(DATA SECTION)

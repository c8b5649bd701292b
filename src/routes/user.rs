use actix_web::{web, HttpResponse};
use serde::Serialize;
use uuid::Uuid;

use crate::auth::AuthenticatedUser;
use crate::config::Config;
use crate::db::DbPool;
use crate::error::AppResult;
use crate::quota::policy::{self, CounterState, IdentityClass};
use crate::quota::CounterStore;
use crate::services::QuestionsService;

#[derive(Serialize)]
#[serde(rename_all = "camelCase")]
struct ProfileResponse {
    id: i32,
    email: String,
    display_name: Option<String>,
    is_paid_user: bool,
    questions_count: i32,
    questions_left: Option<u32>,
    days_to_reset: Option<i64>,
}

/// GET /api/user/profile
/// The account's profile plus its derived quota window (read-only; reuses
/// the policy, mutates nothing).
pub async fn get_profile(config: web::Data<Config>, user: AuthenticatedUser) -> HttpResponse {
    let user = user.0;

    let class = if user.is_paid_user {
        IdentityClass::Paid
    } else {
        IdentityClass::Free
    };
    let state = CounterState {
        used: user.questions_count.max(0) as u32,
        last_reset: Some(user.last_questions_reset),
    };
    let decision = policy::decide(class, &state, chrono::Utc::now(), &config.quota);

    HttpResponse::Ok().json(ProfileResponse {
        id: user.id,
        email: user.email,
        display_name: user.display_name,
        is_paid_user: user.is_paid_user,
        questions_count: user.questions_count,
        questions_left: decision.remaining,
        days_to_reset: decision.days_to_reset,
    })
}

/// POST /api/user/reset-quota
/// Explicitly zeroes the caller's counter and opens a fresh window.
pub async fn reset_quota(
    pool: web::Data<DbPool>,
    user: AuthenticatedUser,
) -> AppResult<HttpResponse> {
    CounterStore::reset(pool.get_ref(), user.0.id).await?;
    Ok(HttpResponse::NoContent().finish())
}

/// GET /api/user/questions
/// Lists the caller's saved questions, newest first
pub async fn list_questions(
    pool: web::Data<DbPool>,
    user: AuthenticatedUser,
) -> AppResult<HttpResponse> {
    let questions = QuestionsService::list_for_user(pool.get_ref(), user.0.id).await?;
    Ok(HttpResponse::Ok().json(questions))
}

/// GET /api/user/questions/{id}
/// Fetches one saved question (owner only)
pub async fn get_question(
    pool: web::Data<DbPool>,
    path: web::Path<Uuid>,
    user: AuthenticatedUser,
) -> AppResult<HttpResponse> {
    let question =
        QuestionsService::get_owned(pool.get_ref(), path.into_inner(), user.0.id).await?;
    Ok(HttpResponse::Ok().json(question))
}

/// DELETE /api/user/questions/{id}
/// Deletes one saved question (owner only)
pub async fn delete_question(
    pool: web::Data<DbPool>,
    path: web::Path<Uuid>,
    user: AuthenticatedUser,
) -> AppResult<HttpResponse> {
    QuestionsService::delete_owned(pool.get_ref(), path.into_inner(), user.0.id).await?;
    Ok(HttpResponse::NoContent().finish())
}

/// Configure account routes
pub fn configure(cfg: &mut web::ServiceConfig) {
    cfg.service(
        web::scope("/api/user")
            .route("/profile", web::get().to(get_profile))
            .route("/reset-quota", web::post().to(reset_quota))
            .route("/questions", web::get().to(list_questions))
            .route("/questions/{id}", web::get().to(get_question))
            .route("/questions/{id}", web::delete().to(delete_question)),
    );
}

(End DATA SECTION)
(DATA SECTION)

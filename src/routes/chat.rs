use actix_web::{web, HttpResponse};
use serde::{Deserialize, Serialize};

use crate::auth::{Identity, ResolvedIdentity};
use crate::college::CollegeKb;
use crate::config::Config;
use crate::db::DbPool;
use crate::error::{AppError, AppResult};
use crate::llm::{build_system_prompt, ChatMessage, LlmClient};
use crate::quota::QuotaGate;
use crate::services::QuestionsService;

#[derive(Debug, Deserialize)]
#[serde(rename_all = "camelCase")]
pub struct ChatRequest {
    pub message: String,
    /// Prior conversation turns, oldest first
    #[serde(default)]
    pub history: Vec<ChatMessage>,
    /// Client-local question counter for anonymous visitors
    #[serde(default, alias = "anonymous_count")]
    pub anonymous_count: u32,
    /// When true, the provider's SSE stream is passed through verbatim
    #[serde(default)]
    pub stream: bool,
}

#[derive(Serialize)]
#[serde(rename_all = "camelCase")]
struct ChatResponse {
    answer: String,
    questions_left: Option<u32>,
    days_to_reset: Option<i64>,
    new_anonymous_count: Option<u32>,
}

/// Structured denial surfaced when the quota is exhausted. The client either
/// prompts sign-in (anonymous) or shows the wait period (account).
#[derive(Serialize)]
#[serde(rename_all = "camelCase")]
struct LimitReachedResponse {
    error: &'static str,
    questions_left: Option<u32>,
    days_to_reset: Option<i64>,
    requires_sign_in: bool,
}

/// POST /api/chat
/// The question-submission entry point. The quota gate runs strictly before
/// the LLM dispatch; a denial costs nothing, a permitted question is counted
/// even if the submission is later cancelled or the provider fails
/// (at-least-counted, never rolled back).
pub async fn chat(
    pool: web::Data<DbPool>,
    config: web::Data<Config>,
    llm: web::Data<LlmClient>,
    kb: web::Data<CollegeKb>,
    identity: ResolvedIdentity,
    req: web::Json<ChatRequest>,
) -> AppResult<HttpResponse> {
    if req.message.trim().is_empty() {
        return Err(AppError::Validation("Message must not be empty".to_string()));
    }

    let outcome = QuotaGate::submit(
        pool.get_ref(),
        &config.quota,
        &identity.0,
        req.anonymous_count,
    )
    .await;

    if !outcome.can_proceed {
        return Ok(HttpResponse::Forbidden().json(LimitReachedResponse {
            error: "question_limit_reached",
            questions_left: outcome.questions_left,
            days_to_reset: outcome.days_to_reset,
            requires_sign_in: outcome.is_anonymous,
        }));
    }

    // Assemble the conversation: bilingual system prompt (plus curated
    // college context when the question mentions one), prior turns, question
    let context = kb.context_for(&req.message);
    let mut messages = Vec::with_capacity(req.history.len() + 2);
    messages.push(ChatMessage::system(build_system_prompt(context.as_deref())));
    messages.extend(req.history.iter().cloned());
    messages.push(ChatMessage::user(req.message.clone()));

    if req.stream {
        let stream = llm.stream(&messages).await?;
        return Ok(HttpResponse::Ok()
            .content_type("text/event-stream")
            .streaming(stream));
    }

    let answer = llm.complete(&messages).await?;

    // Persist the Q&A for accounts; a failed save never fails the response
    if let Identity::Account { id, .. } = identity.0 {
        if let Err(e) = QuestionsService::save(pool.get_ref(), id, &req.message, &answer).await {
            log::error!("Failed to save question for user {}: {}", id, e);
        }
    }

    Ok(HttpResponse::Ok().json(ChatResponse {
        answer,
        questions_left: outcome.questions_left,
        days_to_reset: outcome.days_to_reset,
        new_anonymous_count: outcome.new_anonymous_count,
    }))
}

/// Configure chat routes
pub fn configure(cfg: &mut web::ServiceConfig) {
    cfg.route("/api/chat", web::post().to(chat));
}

(End DATA SECTION)

From the material above, set down exactly the lines between the line holding "repository c8b5649bd701292b" and the line holding "IdentityClass::Paid", inclusive. Include nothing else.

repository c8b5649bd701292b
filename src/routes/user.rs
use actix_web::{web, HttpResponse};
use serde::Serialize;
use uuid::Uuid;

use crate::auth::AuthenticatedUser;
use crate::config::Config;
use crate::db::DbPool;
use crate::error::AppResult;
use crate::quota::policy::{self, CounterState, IdentityClass};
use crate::quota::CounterStore;
use crate::services::QuestionsService;

#[derive(Serialize)]
#[serde(rename_all = "camelCase")]
struct ProfileResponse {
    id: i32,
    email: String,
    display_name: Option<String>,
    is_paid_user: bool,
    questions_count: i32,
    questions_left: Option<u32>,
    days_to_reset: Option<i64>,
}

/// GET /api/user/profile
/// The account's profile plus its derived quota window (read-only; reuses
/// the policy, mutates nothing).
pub async fn get_profile(config: web::Data<Config>, user: AuthenticatedUser) -> HttpResponse {
    let user = user.0;

    let class = if user.is_paid_user {
        IdentityClass::Paid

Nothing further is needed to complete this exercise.